Electron spin resonance (ESR) spin trapping and high performance liquid chromatography (HPLC) with electron chemical detection were utilized to investigate the generation of free radicals in reactions of sulfite (SO₃^2-) with inorganic environmental pollutants. The spin trap used was 5,5-dimethyl-1-pyrroline N-oxide (DMPO). Incubation of SO₃^2- with nitrite (NO₂^-) generated sulfur trioxide anion radical (SO₃^-), whose yield approached saturation levels in approximately four minutes. Fe²⁺ promoted SO₃^- formation. Molecular oxygen was required for radical generation. This was demonstrated by experiments carried out in an argon environment as well as by oxygen consumption measurements.
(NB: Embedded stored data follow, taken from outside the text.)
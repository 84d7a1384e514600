//! Typed errors surfaced to the request layer.
//!
//! Only resolution submission has a caller-visible error: blank
//! required fields. Everything else in the engine degrades to an
//! empty/default result plus a log line.

use thiserror::Error;

/// Required resolution fields were blank after trimming.
#[derive(Debug, Clone, PartialEq, Eq, Error)]
#[error("missing required fields: {}", .missing_fields.join(", "))]
pub struct ValidationFailure {
    pub missing_fields: Vec<String>,
}

impl ValidationFailure {
    /// Validate a resolution submission. Fields are trimmed before the
    /// blank check, matching what callers persist.
    pub fn check(
        root_cause: &str,
        solution: &str,
        resolved_by: &str,
    ) -> Result<(), ValidationFailure> {
        let mut missing_fields = Vec::new();
        if root_cause.trim().is_empty() {
            missing_fields.push("root_cause".to_string());
        }
        if solution.trim().is_empty() {
            missing_fields.push("solution".to_string());
        }
        if resolved_by.trim().is_empty() {
            missing_fields.push("resolved_by".to_string());
        }

        if missing_fields.is_empty() {
            Ok(())
        } else {
            Err(ValidationFailure { missing_fields })
        }
    }
}

#[cfg(test)]
mod tests {
    use super::*;

    #[test]
    fn test_all_fields_present() {
        assert!(ValidationFailure::check("bad deploy", "rollback", "alice").is_ok());
    }

    #[test]
    fn test_whitespace_only_is_blank() {
        let err = ValidationFailure::check("  ", "rollback", "alice").unwrap_err();
        assert_eq!(err.missing_fields, vec!["root_cause"]);
    }

    #[test]
    fn test_multiple_blank_fields_all_reported() {
        let err = ValidationFailure::check("", "fix", "").unwrap_err();
        assert_eq!(err.missing_fields, vec!["root_cause", "resolved_by"]);
        assert!(err.to_string().contains("root_cause"));
        assert!(err.to_string().contains("resolved_by"));
    }

    #[test]
    fn test_prevention_is_never_required() {
        // prevention is optional by contract and is not checked at all
        assert!(ValidationFailure::check("cause", "fix", "bob").is_ok());
    }
}
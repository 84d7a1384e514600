//! Configuration management for opsdeskd.
//!
//! Loads settings from /etc/opsdesk/config.toml (or the path in
//! OPSDESK_CONFIG) and falls back to defaults when the file is
//! missing.

use anyhow::{Context, Result};
use serde::{Deserialize, Serialize};
use std::path::{Path, PathBuf};
use tracing::{info, warn};

/// Default config file path
pub const CONFIG_PATH: &str = "/etc/opsdesk/config.toml";

/// Environment variable overriding the config file path
pub const CONFIG_ENV: &str = "OPSDESK_CONFIG";

#[derive(Debug, Clone, Serialize, Deserialize)]
pub struct OpsdeskConfig {
    /// Address the HTTP API binds to
    #[serde(default = "default_listen_addr")]
    pub listen_addr: String,

    /// Root of the incident data tree (tickets.json, per-ticket dirs)
    #[serde(default = "default_data_dir")]
    pub data_dir: PathBuf,

    /// SQLite database holding resolutions
    #[serde(default = "default_db_path")]
    pub db_path: PathBuf,
}

fn default_listen_addr() -> String {
    // Localhost only; there is no authentication layer
    "127.0.0.1:7870".to_string()
}

fn default_data_dir() -> PathBuf {
    PathBuf::from("data")
}

fn default_db_path() -> PathBuf {
    PathBuf::from("resolutions.db")
}

impl Default for OpsdeskConfig {
    fn default() -> Self {
        Self {
            listen_addr: default_listen_addr(),
            data_dir: default_data_dir(),
            db_path: default_db_path(),
        }
    }
}

impl OpsdeskConfig {
    /// Load the config, honoring OPSDESK_CONFIG. A missing file is
    /// normal and yields defaults; a malformed file is an error.
    pub fn load() -> Result<Self> {
        let path = std::env::var(CONFIG_ENV)
            .map(PathBuf::from)
            .unwrap_or_else(|_| PathBuf::from(CONFIG_PATH));
        Self::load_from(&path)
    }

    pub fn load_from(path: &Path) -> Result<Self> {
        if !path.exists() {
            info!("No config at {:?}, using defaults", path);
            return Ok(Self::default());
        }

        let raw = std::fs::read_to_string(path)
            .with_context(|| format!("Failed to read config: {:?}", path))?;
        let config: Self =
            toml::from_str(&raw).with_context(|| format!("Invalid config: {:?}", path))?;

        if !config.data_dir.exists() {
            warn!("Data directory {:?} does not exist yet", config.data_dir);
        }

        Ok(config)
    }
}
//! Opsdesk Common - Shared types and engine logic for the opsdesk daemon.
//!
//! Contains the diagnostics core: log parsing, metric threshold
//! analysis, and the SQLite-backed resolution knowledge base.

pub mod error;
pub mod log_parser;
pub mod metrics;
pub mod resolution_store;
pub mod sources;
pub mod types;

pub use error::ValidationFailure;
pub use resolution_store::ResolutionStore;
pub use sources::DataDir;
pub use types::*;
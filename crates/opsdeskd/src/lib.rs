//! Opsdesk daemon library - exposes modules for testing.

pub mod config;
pub mod routes;
#[cfg(test)]
mod routes_tests;
pub mod server;
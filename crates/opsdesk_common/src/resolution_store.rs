//! Resolution store
//!
//! SQLite-backed append-only log of incident resolutions. The store
//! owns record identity and timestamps; callers never supply them.
//! Storage faults are absorbed at this boundary: writes report a
//! boolean, reads report an empty list, and either case leaves an
//! operator-visible log line. Nothing here propagates to the request
//! path.

use crate::types::{KbEntry, Resolution, Ticket};
use anyhow::{Context, Result};
use chrono::{DateTime, Utc};
use rusqlite::{params, Connection};
use std::path::{Path, PathBuf};
use std::sync::{Arc, Mutex};
use tracing::error;

/// Title shown for resolutions whose ticket is no longer in the
/// ticket collection.
const UNKNOWN_TICKET_TITLE: &str = "Unknown Ticket";

/// Resolution store backed by SQLite.
///
/// One connection behind a mutex: every operation is a single
/// statement, so the engine's own isolation is all the concurrency
/// control needed.
pub struct ResolutionStore {
    conn: Arc<Mutex<Connection>>,
    db_path: PathBuf,
}

impl ResolutionStore {
    /// Open or create the store at a specific path.
    pub fn open(path: &Path) -> Result<Self> {
        if let Some(parent) = path.parent() {
            if !parent.as_os_str().is_empty() {
                std::fs::create_dir_all(parent)
                    .with_context(|| format!("Failed to create directory: {:?}", parent))?;
            }
        }

        let conn = Connection::open(path)
            .with_context(|| format!("Failed to open database: {:?}", path))?;

        let store = Self {
            conn: Arc::new(Mutex::new(conn)),
            db_path: path.to_path_buf(),
        };

        store.init_schema()?;
        Ok(store)
    }

    /// Create the schema if absent. The table never changes shape, so
    /// this is the only migration.
    fn init_schema(&self) -> Result<()> {
        let conn = self.conn.lock().unwrap();

        conn.execute(
            r#"
            CREATE TABLE IF NOT EXISTS resolutions (
                id INTEGER PRIMARY KEY AUTOINCREMENT,
                ticket_id TEXT NOT NULL,
                root_cause TEXT NOT NULL,
                solution TEXT NOT NULL,
                prevention TEXT,
                resolved_by TEXT,
                resolved_at TEXT NOT NULL
            )
            "#,
            [],
        )?;

        conn.execute(
            "CREATE INDEX IF NOT EXISTS idx_resolutions_ticket ON resolutions(ticket_id)",
            [],
        )?;

        Ok(())
    }

    /// Persist a resolution for a ticket. The store assigns the id and
    /// stamps `resolved_at` with its own clock.
    ///
    /// Field validation is the caller's responsibility; whatever is
    /// given is persisted. Returns false on a storage fault, with the
    /// fault logged.
    pub fn save(
        &self,
        ticket_id: &str,
        root_cause: &str,
        solution: &str,
        prevention: &str,
        resolved_by: &str,
    ) -> bool {
        match self.try_save(ticket_id, root_cause, solution, prevention, resolved_by) {
            Ok(_) => true,
            Err(e) => {
                error!("Failed to save resolution for {}: {:#}", ticket_id, e);
                false
            }
        }
    }

    fn try_save(
        &self,
        ticket_id: &str,
        root_cause: &str,
        solution: &str,
        prevention: &str,
        resolved_by: &str,
    ) -> Result<i64> {
        let conn = self.conn.lock().unwrap();

        conn.execute(
            r#"
            INSERT INTO resolutions (ticket_id, root_cause, solution, prevention, resolved_by, resolved_at)
            VALUES (?, ?, ?, ?, ?, ?)
            "#,
            params![
                ticket_id,
                root_cause,
                solution,
                prevention,
                resolved_by,
                Utc::now().to_rfc3339()
            ],
        )?;

        Ok(conn.last_insert_rowid())
    }

    /// All resolutions for one ticket, most recent first. A storage
    /// fault yields an empty list, logged.
    pub fn list_by_ticket(&self, ticket_id: &str) -> Vec<Resolution> {
        match self.try_list(Some(ticket_id)) {
            Ok(rows) => rows,
            Err(e) => {
                error!("Failed to load resolutions for {}: {:#}", ticket_id, e);
                Vec::new()
            }
        }
    }

    /// All resolutions across every ticket, most recent first. A
    /// storage fault yields an empty list, logged.
    pub fn list_all(&self) -> Vec<Resolution> {
        match self.try_list(None) {
            Ok(rows) => rows,
            Err(e) => {
                error!("Failed to load resolutions: {:#}", e);
                Vec::new()
            }
        }
    }

    fn try_list(&self, ticket_id: Option<&str>) -> Result<Vec<Resolution>> {
        let conn = self.conn.lock().unwrap();

        let sql_all = r#"
            SELECT id, ticket_id, root_cause, solution, prevention, resolved_by, resolved_at
            FROM resolutions
            ORDER BY resolved_at DESC, id DESC
            "#;
        let sql_ticket = r#"
            SELECT id, ticket_id, root_cause, solution, prevention, resolved_by, resolved_at
            FROM resolutions
            WHERE ticket_id = ?
            ORDER BY resolved_at DESC, id DESC
            "#;

        let mut resolutions = Vec::new();
        match ticket_id {
            Some(id) => {
                let mut stmt = conn.prepare(sql_ticket)?;
                let rows = stmt.query_map(params![id], row_to_resolution)?;
                for row in rows {
                    resolutions.push(row?);
                }
            }
            None => {
                let mut stmt = conn.prepare(sql_all)?;
                let rows = stmt.query_map([], row_to_resolution)?;
                for row in rows {
                    resolutions.push(row?);
                }
            }
        }
        Ok(resolutions)
    }

    /// Knowledge-base search: every resolution joined with its ticket
    /// title, optionally filtered by a case-insensitive substring
    /// query over root cause, solution, prevention and title.
    ///
    /// An empty (after trim) query passes everything. Filtering never
    /// reorders; the `list_all` ordering is preserved.
    pub fn search(&self, query: &str, tickets: &[Ticket]) -> Vec<KbEntry> {
        let needle = query.trim().to_lowercase();

        self.list_all()
            .into_iter()
            .map(|resolution| {
                let ticket_title = tickets
                    .iter()
                    .find(|t| t.id == resolution.ticket_id)
                    .map(|t| t.title.clone())
                    .unwrap_or_else(|| UNKNOWN_TICKET_TITLE.to_string());
                KbEntry {
                    resolution,
                    ticket_title,
                }
            })
            .filter(|entry| {
                if needle.is_empty() {
                    return true;
                }
                let haystack = format!(
                    "{} {} {} {}",
                    entry.resolution.root_cause.to_lowercase(),
                    entry.resolution.solution.to_lowercase(),
                    entry.resolution.prevention.to_lowercase(),
                    entry.ticket_title.to_lowercase()
                );
                haystack.contains(&needle)
            })
            .collect()
    }

    /// Database path backing this store.
    pub fn path(&self) -> &Path {
        &self.db_path
    }
}

fn row_to_resolution(row: &rusqlite::Row<'_>) -> rusqlite::Result<Resolution> {
    Ok(Resolution {
        id: row.get(0)?,
        ticket_id: row.get(1)?,
        root_cause: row.get(2)?,
        solution: row.get(3)?,
        prevention: row.get::<_, Option<String>>(4)?.unwrap_or_default(),
        resolved_by: row.get::<_, Option<String>>(5)?.unwrap_or_default(),
        resolved_at: DateTime::parse_from_rfc3339(&row.get::<_, String>(6)?)
            .unwrap_or_else(|_| Utc::now().into())
            .with_timezone(&Utc),
    })
}
//! Core data model shared between the engine and the daemon.

use chrono::{DateTime, Utc};
use serde::{Deserialize, Serialize};
use std::collections::HashMap;

/// An incident ticket, owned by the external ticket collection.
/// Extra fields in tickets.json are ignored.
#[derive(Debug, Clone, Serialize, Deserialize)]
pub struct Ticket {
    pub id: String,
    pub title: String,
}

/// One structured log line. Built per request, never persisted.
#[derive(Debug, Clone, PartialEq, Eq, Serialize, Deserialize)]
pub struct LogEntry {
    /// Date and time tokens rejoined with a single space,
    /// e.g. "2024-01-10 14:28:45".
    pub timestamp: String,
    /// Free-form severity token (ERROR, WARN, INFO, ...).
    pub level: String,
    /// Remainder of the line, internal whitespace preserved.
    pub message: String,
}

/// Qualitative severity attached to a detected issue.
#[derive(Debug, Clone, Copy, PartialEq, Eq, Serialize, Deserialize)]
#[serde(rename_all = "lowercase")]
pub enum Severity {
    Critical,
    High,
    Medium,
    Low,
}

impl Severity {
    pub fn as_str(&self) -> &'static str {
        match self {
            Severity::Critical => "critical",
            Severity::High => "high",
            Severity::Medium => "medium",
            Severity::Low => "low",
        }
    }
}

/// A diagnostic finding produced by one triggered threshold rule.
#[derive(Debug, Clone, Serialize, Deserialize)]
pub struct Issue {
    pub severity: Severity,
    /// Display name of the affected component.
    pub component: String,
    /// Human-readable description embedding the value and threshold.
    pub issue: String,
    /// Metric field that triggered the rule.
    pub metric: String,
}

/// Per-ticket metric snapshot: component name -> metric name -> value.
/// Any component or metric may be absent.
pub type MetricSnapshot = HashMap<String, HashMap<String, f64>>;

/// A human-authored resolution record. Append-only; id and
/// resolved_at are assigned by the store, never by callers.
#[derive(Debug, Clone, Serialize, Deserialize)]
pub struct Resolution {
    pub id: i64,
    pub ticket_id: String,
    pub root_cause: String,
    pub solution: String,
    pub prevention: String,
    pub resolved_by: String,
    pub resolved_at: DateTime<Utc>,
}

/// A resolution joined with its ticket title for the knowledge base.
#[derive(Debug, Clone, Serialize, Deserialize)]
pub struct KbEntry {
    #[serde(flatten)]
    pub resolution: Resolution,
    pub ticket_title: String,
}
Transition metal ions, CrO₄^2-, VO₂⁺, Fe³⁺, Mn²⁺, Ni²⁺, and Fe²⁺ enhanced SO₃^- generation from SO₃^2- either through direct SO₃^2- oxidation by metal ions or by metal ions-catalyzed SO₃^2- oxidation by molecular oxygen. Incubation of SO₃^2- with H₂O₂ generated both SO₃^-and OH radicals as verified by spin trapping competition measurements using ethanol and formate as OH radical scavengers. HPLC measurements showed that OH radicals generated by reaction of SO₃^2- with H₂O₂ caused 2′-deoxyguanine hydroxylation to generate 8-hydroxy-2′-deoxyguanine, a DNA damage marker. The implications of SO₃^- and OH radical formation in relation to SO₃^2- toxicity are discussed.